## WHAT THE EXERCISE ASKS
Here is a set of records. Copy them all exactly.

## Excerpts from a dataset
━━━━━━━━━━━━━━━━
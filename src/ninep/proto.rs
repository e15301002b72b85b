//! 9P2000 wire format.
//!
//! Every message is a little-endian frame `size[4] type[1] tag[2] body`,
//! where `size` counts the whole frame including itself.  Strings are
//! `len[2]` followed by that many bytes of UTF-8.  Only the messages wmii
//! traffic needs are implemented:
//!
//! | T-message  | R-message  | Purpose                        |
//! |------------|------------|--------------------------------|
//! | `Tversion` | `Rversion` | Negotiate protocol and msize   |
//! | `Tattach`  | `Rattach`  | Establish the root fid         |
//! | `Twalk`    | `Rwalk`    | Derive a fid for a path        |
//! | `Topen`    | `Ropen`    | Prepare a fid for I/O          |
//! | `Tcreate`  | `Rcreate`  | Create a file in a directory   |
//! | `Tread`    | `Rread`    | Read at an offset              |
//! | `Twrite`   | `Rwrite`   | Write at an offset             |
//! | `Tclunk`   | `Rclunk`   | Release a fid                  |
//!
//! Any R-message may be replaced by `Rerror` carrying a diagnostic string.
//! Reading a directory returns a stream of [`Stat`] records; see
//! [`parse_dir`].

use super::NinepError;
use std::io::{Read, Write};

/// Tag of `Tversion`, which sits outside the normal tag space.
pub const NOTAG: u16 = !0;
/// Fid meaning "no fid" (the afid of an unauthenticated attach).
pub const NOFID: u32 = !0;
/// The only protocol version we speak.
pub const VERSION: &str = "9P2000";
/// Maximum message size offered during version negotiation.
pub const MAX_MSIZE: u32 = 8192;
/// Bytes of a `Twrite`/`Rread` frame that are not payload.
pub const IOHDRSZ: u32 = 24;
/// Maximum path elements in a single `Twalk`.
pub const MAXWELEM: usize = 16;

/// Open for reading.
pub const OREAD: u8 = 0;
/// Open for writing.
pub const OWRITE: u8 = 1;

/// Qid `kind` bit marking a directory.
pub const QTDIR: u8 = 0x80;
/// Stat `mode` bit marking a directory.
pub const DMDIR: u32 = 1 << 31;

const TVERSION: u8 = 100;
const RVERSION: u8 = 101;
const TATTACH: u8 = 104;
const RATTACH: u8 = 105;
const RERROR: u8 = 107;
const TWALK: u8 = 110;
const RWALK: u8 = 111;
const TOPEN: u8 = 112;
const ROPEN: u8 = 113;
const TCREATE: u8 = 114;
const RCREATE: u8 = 115;
const TREAD: u8 = 116;
const RREAD: u8 = 117;
const TWRITE: u8 = 118;
const RWRITE: u8 = 119;
const TCLUNK: u8 = 120;
const RCLUNK: u8 = 121;

/// Server-side identity of a file: `kind[1] vers[4] path[8]` on the wire.
#[derive(Debug, Clone, Copy, PartialEq, Eq, Default)]
pub struct Qid {
    pub kind: u8,
    pub vers: u32,
    pub path: u64,
}

/// A machine-independent stat record, one per entry when reading a
/// directory.
#[derive(Debug, Clone, PartialEq, Eq)]
pub struct Stat {
    pub typ: u16,
    pub dev: u32,
    pub qid: Qid,
    pub mode: u32,
    pub atime: u32,
    pub mtime: u32,
    pub length: u64,
    pub name: String,
    pub uid: String,
    pub gid: String,
    pub muid: String,
}

impl Stat {
    pub fn is_dir(&self) -> bool {
        self.mode & DMDIR != 0
    }

    /// Decode one stat record, consuming it from `b`.
    ///
    /// The leading `size[2]` field counts the bytes that follow it, so a
    /// record can be skipped without understanding its contents.
    pub fn decode(b: &mut &[u8]) -> Result<Stat, NinepError> {
        let size = get_u16(b)? as usize;
        let mut body = get_bytes(b, size)?;
        let st = Stat {
            typ: get_u16(&mut body)?,
            dev: get_u32(&mut body)?,
            qid: get_qid(&mut body)?,
            mode: get_u32(&mut body)?,
            atime: get_u32(&mut body)?,
            mtime: get_u32(&mut body)?,
            length: get_u64(&mut body)?,
            name: get_str(&mut body)?,
            uid: get_str(&mut body)?,
            gid: get_str(&mut body)?,
            muid: get_str(&mut body)?,
        };
        if !body.is_empty() {
            return Err(NinepError::Malformed("trailing bytes in stat record"));
        }
        Ok(st)
    }

    pub fn encode(&self, out: &mut Vec<u8>) {
        let mut body = Vec::with_capacity(64);
        put_u16(&mut body, self.typ);
        put_u32(&mut body, self.dev);
        put_qid(&mut body, self.qid);
        put_u32(&mut body, self.mode);
        put_u32(&mut body, self.atime);
        put_u32(&mut body, self.mtime);
        put_u64(&mut body, self.length);
        put_str(&mut body, &self.name);
        put_str(&mut body, &self.uid);
        put_str(&mut body, &self.gid);
        put_str(&mut body, &self.muid);
        put_u16(out, body.len() as u16);
        out.extend_from_slice(&body);
    }
}

/// Parse the concatenated stat records returned by reading a directory.
///
/// `data` must hold complete records: callers should read the directory to
/// EOF before parsing, since a record may straddle two read chunks.
pub fn parse_dir(data: &[u8]) -> Result<Vec<Stat>, NinepError> {
    let mut b = data;
    let mut entries = Vec::new();
    while !b.is_empty() {
        entries.push(Stat::decode(&mut b)?);
    }
    Ok(entries)
}

/// One 9P message, minus its tag.
#[derive(Debug, Clone, PartialEq, Eq)]
pub enum Message {
    Tversion { msize: u32, version: String },
    Rversion { msize: u32, version: String },
    Tattach { fid: u32, afid: u32, uname: String, aname: String },
    Rattach { qid: Qid },
    Rerror { ename: String },
    Twalk { fid: u32, newfid: u32, names: Vec<String> },
    Rwalk { qids: Vec<Qid> },
    Topen { fid: u32, mode: u8 },
    Ropen { qid: Qid, iounit: u32 },
    Tcreate { fid: u32, name: String, perm: u32, mode: u8 },
    Rcreate { qid: Qid, iounit: u32 },
    Tread { fid: u32, offset: u64, count: u32 },
    Rread { data: Vec<u8> },
    Twrite { fid: u32, offset: u64, data: Vec<u8> },
    Rwrite { count: u32 },
    Tclunk { fid: u32 },
    Rclunk,
}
━━━━━━━━━━━━━━━━
## TASK RESULT
filename src/ninep/proto.rs
repository e15301002b72b85b
//! 9P2000 wire format.
//!
//! Every message is a little-endian frame `size[4] type[1] tag[2] body`,
//! where `size` counts the whole frame including itself.  Strings are
//! `len[2]` followed by that many bytes of UTF-8.  Only the messages wmii
//! traffic needs are implemented:
//!
//! | T-message  | R-message  | Purpose                        |
//! |------------|------------|--------------------------------|
//! | `Tversion` | `Rversion` | Negotiate protocol and msize   |
//! | `Tattach`  | `Rattach`  | Establish the root fid         |
//! | `Twalk`    | `Rwalk`    | Derive a fid for a path        |
//! | `Topen`    | `Ropen`    | Prepare a fid for I/O          |
//! | `Tcreate`  | `Rcreate`  | Create a file in a directory   |
//! | `Tread`    | `Rread`    | Read at an offset              |
//! | `Twrite`   | `Rwrite`   | Write at an offset             |
//! | `Tclunk`   | `Rclunk`   | Release a fid                  |
//!
//! Any R-message may be replaced by `Rerror` carrying a diagnostic string.
//! Reading a directory returns a stream of [`Stat`] records; see
//! [`parse_dir`].

use super::NinepError;
use std::io::{Read, Write};

/// Tag of `Tversion`, which sits outside the normal tag space.
pub const NOTAG: u16 = !0;
/// Fid meaning "no fid" (the afid of an unauthenticated attach).
pub const NOFID: u32 = !0;
/// The only protocol version we speak.
pub const VERSION: &str = "9P2000";
/// Maximum message size offered during version negotiation.
pub const MAX_MSIZE: u32 = 8192;
/// Bytes of a `Twrite`/`Rread` frame that are not payload.
pub const IOHDRSZ: u32 = 24;
/// Maximum path elements in a single `Twalk`.
pub const MAXWELEM: usize = 16;

/// Open for reading.
pub const OREAD: u8 = 0;
/// Open for writing.
pub const OWRITE: u8 = 1;

/// Qid `kind` bit marking a directory.
pub const QTDIR: u8 = 0x80;
/// Stat `mode` bit marking a directory.
pub const DMDIR: u32 = 1 << 31;

const TVERSION: u8 = 100;
const RVERSION: u8 = 101;
const TATTACH: u8 = 104;
const RATTACH: u8 = 105;
const RERROR: u8 = 107;
const TWALK: u8 = 110;
const RWALK: u8 = 111;
const TOPEN: u8 = 112;
const ROPEN: u8 = 113;
const TCREATE: u8 = 114;
const RCREATE: u8 = 115;
const TREAD: u8 = 116;
const RREAD: u8 = 117;
const TWRITE: u8 = 118;
const RWRITE: u8 = 119;
const TCLUNK: u8 = 120;
const RCLUNK: u8 = 121;

/// Server-side identity of a file: `kind[1] vers[4] path[8]` on the wire.
#[derive(Debug, Clone, Copy, PartialEq, Eq, Default)]
pub struct Qid {
    pub kind: u8,
    pub vers: u32,
    pub path: u64,
}

/// A machine-independent stat record, one per entry when reading a
/// directory.
#[derive(Debug, Clone, PartialEq, Eq)]
pub struct Stat {
    pub typ: u16,
    pub dev: u32,
    pub qid: Qid,
    pub mode: u32,
    pub atime: u32,
    pub mtime: u32,
    pub length: u64,
    pub name: String,
    pub uid: String,
    pub gid: String,
    pub muid: String,
}

impl Stat {
    pub fn is_dir(&self) -> bool {
        self.mode & DMDIR != 0
    }

    /// Decode one stat record, consuming it from `b`.
    ///
    /// The leading `size[2]` field counts the bytes that follow it, so a
    /// record can be skipped without understanding its contents.
    pub fn decode(b: &mut &[u8]) -> Result<Stat, NinepError> {
        let size = get_u16(b)? as usize;
        let mut body = get_bytes(b, size)?;
        let st = Stat {
            typ: get_u16(&mut body)?,
            dev: get_u32(&mut body)?,
            qid: get_qid(&mut body)?,
            mode: get_u32(&mut body)?,
            atime: get_u32(&mut body)?,
            mtime: get_u32(&mut body)?,
            length: get_u64(&mut body)?,
            name: get_str(&mut body)?,
            uid: get_str(&mut body)?,
            gid: get_str(&mut body)?,
            muid: get_str(&mut body)?,
        };
        if !body.is_empty() {
            return Err(NinepError::Malformed("trailing bytes in stat record"));
        }
        Ok(st)
    }

    pub fn encode(&self, out: &mut Vec<u8>) {
        let mut body = Vec::with_capacity(64);
        put_u16(&mut body, self.typ);
        put_u32(&mut body, self.dev);
        put_qid(&mut body, self.qid);
        put_u32(&mut body, self.mode);
        put_u32(&mut body, self.atime);
        put_u32(&mut body, self.mtime);
        put_u64(&mut body, self.length);
        put_str(&mut body, &self.name);
        put_str(&mut body, &self.uid);
        put_str(&mut body, &self.gid);
        put_str(&mut body, &self.muid);
        put_u16(out, body.len() as u16);
        out.extend_from_slice(&body);
    }
}

/// Parse the concatenated stat records returned by reading a directory.
///
/// `data` must hold complete records: callers should read the directory to
/// EOF before parsing, since a record may straddle two read chunks.
pub fn parse_dir(data: &[u8]) -> Result<Vec<Stat>, NinepError> {
    let mut b = data;
    let mut entries = Vec::new();
    while !b.is_empty() {
        entries.push(Stat::decode(&mut b)?);
    }
    Ok(entries)
}

/// One 9P message, minus its tag.
#[derive(Debug, Clone, PartialEq, Eq)]
pub enum Message {
    Tversion { msize: u32, version: String },
    Rversion { msize: u32, version: String },
    Tattach { fid: u32, afid: u32, uname: String, aname: String },
    Rattach { qid: Qid },
    Rerror { ename: String },
    Twalk { fid: u32, newfid: u32, names: Vec<String> },
    Rwalk { qids: Vec<Qid> },
    Topen { fid: u32, mode: u8 },
    Ropen { qid: Qid, iounit: u32 },
    Tcreate { fid: u32, name: String, perm: u32, mode: u8 },
    Rcreate { qid: Qid, iounit: u32 },
    Tread { fid: u32, offset: u64, count: u32 },
    Rread { data: Vec<u8> },
    Twrite { fid: u32, offset: u64, data: Vec<u8> },
    Rwrite { count: u32 },
    Tclunk { fid: u32 },
    Rclunk,
}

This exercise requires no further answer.